Sprouting near them, as if they were dependent on one another, there is culture. And it's thriving.

Todos Santos is home to dozens of galleries and restaurants and little shops, seemingly displaced in the middle of the desert. There is music and nightlife; there are fliers tacked on stucco walls advertising a film festival taking place over the weekend and tattered posters left from an art festival a few weeks back. There are locals and tourists mixing and mingling at a lazy, relaxed pace, pausing to make pleasantries with each other and admire the historic streets and sites around them.

All this lies about an hour's drive northwest of Cabo San Lucas, Baja California Sur's premiere party town.

Needless to say, in this skinny sliver of Mexico, Todos Santos is an unexpected oasis of culture. Kind of like a palm tree in the middle of the desert.

TRICKLING IN

It all started with Jesus. Or sugar.

Like many Mexican villages during the mid-18th Century, Todos Santos was descended upon by Jesuits to convert the indigenous (at that time, the Pericú, Cochime and Guaycura ethnic groups living in the foothills of the region's Sierra de la Laguna Mountains) to Christianity and spread the holy word through a system of missions lining the Baja Peninsula.

Built in 1724 and named Nuestra Señora del Pilar, Todos Santos' mission still stands at the heart of the town. It was established to foster a farming community capitalizing on the area's surprisingly rich soil - in particular, its ability to grow sugarcane.

Within a handful of years, Todos Santos' burgeoning religion was overshadowed by its agriculture. That lush, desert-dwelling palm grove visible from the highway was sprung from an aquifer buried just south of town, discovered in the late 1800s and tapped for large-scale production of sugarcane.

For decades, Todos Santos' sugar industry thrived. A half-dozen mills were established, and the wealthy families who ran them built mansions and haciendas here. But by the 1950s, exhausted from overuse, the aquifer dried up, taking the town along with it. Poverty settled in, and Todos Santos began to resemble the desert surrounding it. Other than a handful of villagers, only the palm grove and the buildings remained.

And then, after 30-odd years of self-replenishment, the aquifer's water began flowing here once again. And with it, artists started trickling in. They flowed in from the north via the newly constructed Highway 19, whose two lanes were paved straight through the town in 1984.

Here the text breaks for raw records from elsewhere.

//! The storage provider capability: persistence of document blobs, an
//! external collaborator consumed only through its trait boundary. This
//! module also ships the reference `JsonFileStorage` implementation: one
//! self-describing JSON file per document under
//! `<directory>/<name>/<id>.json`.
//!
//! Grounded on `storage::StoreData`'s trait (list/load/store/delete over a
//! path-backed store), generalized from a single whole-store blob to one
//! file per document so that deleting a file deletes exactly one document
//! and recovery is possible from the per-document files alone.

use std::path::{Path, PathBuf};

use async_trait::async_trait;
use uuid::Uuid;

use crate::document::Document;
use crate::error::{Result, VecturaError};

/// Basic persistence contract every storage provider must satisfy.
#[async_trait]
pub trait StorageProvider: Send + Sync {
    async fn list_ids(&self) -> Result<Vec<Uuid>>;
    async fn load(&self, id: Uuid) -> Result<Document>;
    async fn store(&self, document: &Document) -> Result<()>;
    async fn delete(&self, id: Uuid) -> Result<()>;
    async fn delete_all(&self) -> Result<()>;
}

/// Optional extension: a provider may keep its own ANN structure, coarse
/// quantizer, or simply return every id — any subset is acceptable
/// provided recall is reasonable. Providers that don't implement this are
/// used via `MemoryStrategy::Indexed`'s silent degrade to full-memory (see
/// `memory_strategy.rs`).
#[async_trait]
pub trait IndexedStorageProvider: StorageProvider {
    async fn candidate_ids(&self, query_vec: &[f32], k: usize) -> Result<Vec<Uuid>>;
}

/// Reference `StorageProvider`: one JSON file per document under
/// `<directory>/<name>/<id>.json`. Round-trips `embedding` bit-exact (JSON
/// floats are decimal but `serde_json`'s f32 formatting/parsing is lossless
/// for IEEE-754 values) and preserves `id`/`created_at` exactly.
pub struct JsonFileStorage {
    dir: PathBuf,
}

impl JsonFileStorage {
    /// Creates (if absent) `<directory>/<name>` with owner-only permissions
    /// and returns a provider rooted there.
    pub async fn new(directory: &Path, name: &str) -> Result<Self> {
        let dir = directory.join(name);
        tokio::fs::create_dir_all(&dir)
            .await
            .map_err(|e| VecturaError::StorageFailed {
                operation: "create_dir_all".into(),
                reason: e.to_string(),
            })?;
        set_owner_only(&dir)?;
        Ok(Self { dir })
    }

    fn path_for(&self, id: Uuid) -> PathBuf {
        self.dir.join(format!("{id}.json"))
    }
}

#[cfg(unix)]
fn set_owner_only(dir: &Path) -> Result<()> {
    use std::os::unix::fs::PermissionsExt;
    let perms = std::fs::Permissions::from_mode(0o700);
    std::fs::set_permissions(dir, perms).map_err(|e| VecturaError::StorageFailed {
        operation: "set_permissions".into(),
        reason: e.to_string(),
    })
}

#[cfg(not(unix))]
fn set_owner_only(_dir: &Path) -> Result<()> {
    Ok(())
}

#[async_trait]
impl StorageProvider for JsonFileStorage {
    async fn list_ids(&self) -> Result<Vec<Uuid>> {
        let mut entries =
            tokio::fs::read_dir(&self.dir)
                .await
                .map_err(|e| VecturaError::StorageFailed {
                    operation: "read_dir".into(),
                    reason: e.to_string(),
                })?;

        let mut ids = Vec::new();
        while let Some(entry) = entries
            .next_entry()
            .await
            .map_err(|e| VecturaError::StorageFailed {
                operation: "read_dir_entry".into(),
                reason: e.to_string(),
            })?
        {
            let path = entry.path();
            if path.extension().and_then(|e| e.to_str()) != Some("json") {
                continue;
            }
            if let Some(stem) = path.file_stem().and_then(|s| s.to_str()) {
                if let Ok(id) = Uuid::parse_str(stem) {
                    ids.push(id);
                }
            }
        }
        Ok(ids)
    }

    async fn load(&self, id: Uuid) -> Result<Document> {
        let path = self.path_for(id);
        let bytes = tokio::fs::read(&path)
            .await
            .map_err(|e| VecturaError::StorageFailed {
                operation: format!("load({id})"),
                reason: e.to_string(),
            })?;
        serde_json::from_slice(&bytes).map_err(|e| VecturaError::StorageFailed {
            operation: format!("decode({id})"),
            reason: e.to_string(),
        })
    }

    async fn store(&self, document: &Document) -> Result<()> {
        let path = self.path_for(document.id);
        let bytes =
            serde_json::to_vec_pretty(document).map_err(|e| VecturaError::StorageFailed {
                operation: format!("encode({})", document.id),
                reason: e.to_string(),
            })?;
        tokio::fs::write(&path, bytes)
            .await
            .map_err(|e| VecturaError::StorageFailed {
                operation: format!("store({})", document.id),
                reason: e.to_string(),
            })
    }

    async fn delete(&self, id: Uuid) -> Result<()> {
        let path = self.path_for(id);
        match tokio::fs::remove_file(&path).await {
            Ok(()) => Ok(()),
            Err(e) if e.kind() == std::io::ErrorKind::NotFound => Ok(()),
            Err(e) => Err(VecturaError::StorageFailed {
                operation: format!("delete({id})"),
                reason: e.to_string(),
            }),
        }
    }

    async fn delete_all(&self) -> Result<()> {
        let ids = self.list_ids().await?;
        for id in ids {
            self.delete(id).await?;
        }
        Ok(())
    }
}
//! Immutable configuration: database identity, search defaults, and the
//! memory-strategy knobs. Grounded on the `configs` package's
//! `AppConfig`/`CliConfig`, generalized from a single flat struct into the
//! layered `VecturaConfig` / `SearchOptions` / `MemoryStrategy` split — all
//! still validated eagerly at construction rather than lazily at use, the
//! same "fail fast" posture `AbkveInner::new`'s `assert!`s take.

use crate::bm25::Bm25Params;
use crate::error::{Result, VecturaError};

/// Hybrid scoring and ranking defaults, applied when a search call omits
/// the corresponding parameter.
#[derive(Debug, Clone)]
pub struct SearchOptions {
    pub default_num_results: usize,
    pub min_threshold: Option<f32>,
    /// Blend weight `w` in `[0, 1]`; `w=1` is pure cosine, `w=0` is pure BM25.
    hybrid_weight: f32,
    pub k1: f32,
    pub b: f32,
    pub bm25_normalization_factor: f32,
}

impl Default for SearchOptions {
    fn default() -> Self {
        Self {
            default_num_results: 10,
            min_threshold: None,
            hybrid_weight: 0.5,
            k1: 1.2,
            b: 0.75,
            bm25_normalization_factor: 10.0,
        }
    }
}

impl SearchOptions {
    pub fn hybrid_weight(&self) -> f32 {
        self.hybrid_weight
    }

    /// Sets the hybrid weight, clamping silently to `[0, 1]` rather than
    /// erroring (out-of-range inputs are a caller convenience issue, not a
    /// validation failure worth surfacing).
    pub fn set_hybrid_weight(&mut self, w: f32) {
        self.hybrid_weight = w.clamp(0.0, 1.0);
    }

    pub fn with_hybrid_weight(mut self, w: f32) -> Self {
        self.set_hybrid_weight(w);
        self
    }

    pub fn bm25_params(&self) -> Bm25Params {
        Bm25Params {
            k1: self.k1,
            b: self.b,
        }
    }

    fn validate(&self) -> Result<()> {
        if self.default_num_results == 0 {
            return Err(VecturaError::InvalidInput {
                reason: "default_num_results must be > 0".into(),
            });
        }
        if let Some(t) = self.min_threshold {
            if !(-1.0..=1.0).contains(&t) {
                return Err(VecturaError::InvalidInput {
                    reason: format!("min_threshold must be within [-1, 1], got {t}"),
                });
            }
        }
        if self.k1 <= 0.0 || self.b < 0.0 || self.bm25_normalization_factor <= 0.0 {
            return Err(VecturaError::InvalidInput {
                reason: "k1 and bm25_normalization_factor must be > 0, b must be >= 0".into(),
            });
        }
        Ok(())
    }
}

/// Selects between the all-in-memory path and the on-demand "indexed" path.
/// See `memory_strategy.rs` for how each mode resolves at runtime.
#[derive(Debug, Clone)]
pub enum MemoryStrategy {
    Automatic {
        threshold: usize,
        candidate_multiplier: usize,
        batch_size: usize,
        max_concurrent_batches: usize,
    },
    FullMemory,
    Indexed {
        candidate_multiplier: usize,
        batch_size: usize,
        max_concurrent_batches: usize,
    },
}

impl Default for MemoryStrategy {
    fn default() -> Self {
        Self::Automatic {
            threshold: 10_000,
            candidate_multiplier: 10,
            batch_size: 100,
            max_concurrent_batches: 4,
        }
    }
}

impl MemoryStrategy {
    fn validate(&self) -> Result<()> {
        let params: Vec<(&str, usize)> = match self {
            MemoryStrategy::Automatic {
                threshold,
                candidate_multiplier,
                batch_size,
                max_concurrent_batches,
            } => vec![
                ("threshold", *threshold),
                ("candidate_multiplier", *candidate_multiplier),
                ("batch_size", *batch_size),
                ("max_concurrent_batches", *max_concurrent_batches),
            ],
            MemoryStrategy::FullMemory => vec![],
            MemoryStrategy::Indexed {
                candidate_multiplier,
                batch_size,
                max_concurrent_batches,
            } => vec![
                ("candidate_multiplier", *candidate_multiplier),
                ("batch_size", *batch_size),
                ("max_concurrent_batches", *max_concurrent_batches),
            ],
        };
        for (name, value) in params {
            if value == 0 {
                return Err(VecturaError::InvalidInput {
                    reason: format!("MemoryStrategy parameter `{name}` must be > 0"),
                });
            }
        }
        Ok(())
    }
}

/// Top-level, immutable-after-construction configuration for a VecturaKit
/// instance.
#[derive(Debug, Clone)]
pub struct VecturaConfig {
    pub name: String,
    pub directory: Option<std::path::PathBuf>,
    /// Declared dimension; if `None`, it is discovered from the embedder's
    /// `dimension()` at facade construction and frozen from then on.
    pub dimension: Option<usize>,
    pub search: SearchOptions,
    pub memory_strategy: MemoryStrategy,
}

impl VecturaConfig {
    pub fn new(name: impl Into<String>) -> Self {
        Self {
            name: name.into(),
            directory: None,
            dimension: None,
            search: SearchOptions::default(),
            memory_strategy: MemoryStrategy::default(),
        }
    }

    pub fn with_directory(mut self, directory: impl Into<std::path::PathBuf>) -> Self {
        self.directory = Some(directory.into());
        self
    }

    pub fn with_dimension(mut self, dimension: usize) -> Self {
        self.dimension = Some(dimension);
        self
    }

    pub fn with_search(mut self, search: SearchOptions) -> Self {
        self.search = search;
        self
    }

    pub fn with_memory_strategy(mut self, strategy: MemoryStrategy) -> Self {
        self.memory_strategy = strategy;
        self
    }

    /// Validates every numeric parameter. Called once at facade
    /// construction; nothing in this crate mutates a `VecturaConfig` after
    /// that, so a single validation pass is sufficient.
    pub fn validate(&self) -> Result<()> {
        if self.name.trim().is_empty() {
            return Err(VecturaError::InvalidInput {
                reason: "database name must not be empty".into(),
            });
        }
        self.search.validate()?;
        self.memory_strategy.validate()?;
        Ok(())
    }
}

#[cfg(test)]
mod tests {
    use super::*;

    #[test]
    fn default_config_validates() {
        assert!(VecturaConfig::new("docs").validate().is_ok());
    }

    #[test]
    fn empty_name_is_rejected() {
        assert!(VecturaConfig::new("").validate().is_err());
    }

    #[test]
    fn zero_num_results_is_rejected() {
        let mut search = SearchOptions::default();
        search.default_num_results = 0;
        let cfg = VecturaConfig::new("docs").with_search(search);
        assert!(cfg.validate().is_err());
    }

    #[test]
    fn hybrid_weight_is_clamped_not_rejected() {
        let search = SearchOptions::default().with_hybrid_weight(5.0);
        assert_eq!(search.hybrid_weight(), 1.0);
        let search = SearchOptions::default().with_hybrid_weight(-5.0);
        assert_eq!(search.hybrid_weight(), 0.0);
    }

    #[test]
    fn zero_memory_strategy_param_is_rejected() {
        let cfg = VecturaConfig::new("docs").with_memory_strategy(MemoryStrategy::Indexed {
            candidate_multiplier: 0,
            batch_size: 10,
            max_concurrent_batches: 4,
        });
        assert!(cfg.validate().is_err());
    }

    #[test]
    fn threshold_out_of_range_is_rejected() {
        let mut search = SearchOptions::default();
        search.min_threshold = Some(2.0);
        let cfg = VecturaConfig::new("docs").with_search(search);
        assert!(cfg.validate().is_err());
    }
}
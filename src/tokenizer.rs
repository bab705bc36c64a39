//! Stable, stateless tokenizer shared by indexing and query paths so BM25
//! scoring stays consistent between the two. Grounded on the pack's BM25
//! tokenizers (`velesdb-core::Bm25Index::tokenize`,
//! `hybrid_search.rs::tokenize`): lowercase, split on non-alphanumeric runs,
//! drop empties.

/// Lowercases `text` and splits it on any run of non-alphanumeric
/// characters, dropping empty tokens. Unlike some of the pack's BM25
/// tokenizers, single-character tokens are kept — there's no defined
/// minimum token length here, and dropping them would silently change
/// recall for short query terms.
pub fn tokenize(text: &str) -> Vec<String> {
    text.to_lowercase()
        .split(|c: char| !c.is_alphanumeric())
        .filter(|s| !s.is_empty())
        .map(String::from)
        .collect()
}

#[cfg(test)]
mod tests {
    use super::*;

    #[test]
    fn splits_on_punctuation_and_whitespace() {
        assert_eq!(
            tokenize("Vector databases are essential!"),
            vec!["vector", "databases", "are", "essential"]
        );
    }

    #[test]
    fn lowercases_and_drops_empty_runs() {
        assert_eq!(tokenize("  Swift--iOS  "), vec!["swift", "ios"]);
    }

    #[test]
    fn empty_input_yields_no_tokens() {
        assert!(tokenize("   ...   ").is_empty());
    }

    #[test]
    fn is_stable_and_deterministic() {
        let text = "The Quick, Brown Fox!";
        assert_eq!(tokenize(text), tokenize(text));
    }
}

Attracted to the sleepy village (and, likely, its impoverished state and cheap cost of living), artists began migrating. Studios, galleries and collectives were established. Commerce and tourists followed, almost in tandem with one another. An artists' colony was born.

COWBELLS AND CRICKETS

There are more than two dozen galleries in this small town of 4,500 residents - a significant number of whom are expatriates who came here as visitors and never left. There are painting and drawing studios; there are craftsmen and women specializing in ceramics and tile. There's a huge eponymous arts festival that's taken place here every February for the last 11 years.

Todos Santos' population surges during its Festival del Arte, and the little inns here get their fill. They run the gamut from historic and traditional to modern and stylish. Jenny Armit, a Londoner who settled in Todos Santos several years ago, runs the Hotelito on an unmarked dirt road in the hills behind town.

Armit, who manages the Hotelito on her own, converses in faintly British-accented Spanish to her staff and spends afternoons chasing her very disobedient dog, Benito, along the beach. The vibe of her lodging reflects her displaced Londoner-in-Mexico persona: Consisting of four tidy suites laid over a sand garden that's combed at dawn, the Hotelito wouldn't be out of place in Palm Springs. The linen thread counts are high and each suite comes with a private patio and hammock draped luxuriously in fragrant bougainvillea vines.

The isolated grounds are quiet save for the occasional tinkling of a cowbell from one of the neighboring farms, or faintly ringing bells from the mission in town, marking weekend services. In the evenings, the crickets join in to chorus with owls from the foothills.

LOSE TRACK OF TIME

Back in town and along the lagoon and palm grove, historic buildings have been converted into luxury vacation rentals to accommodate tourism here. Located on a quiet street off Benito Juárez, the half-mile main drag, Todos Santos Inn is housed in a hacienda, formerly home to a sugarcane baron in the mid-1800s, at the height of the sugar rush.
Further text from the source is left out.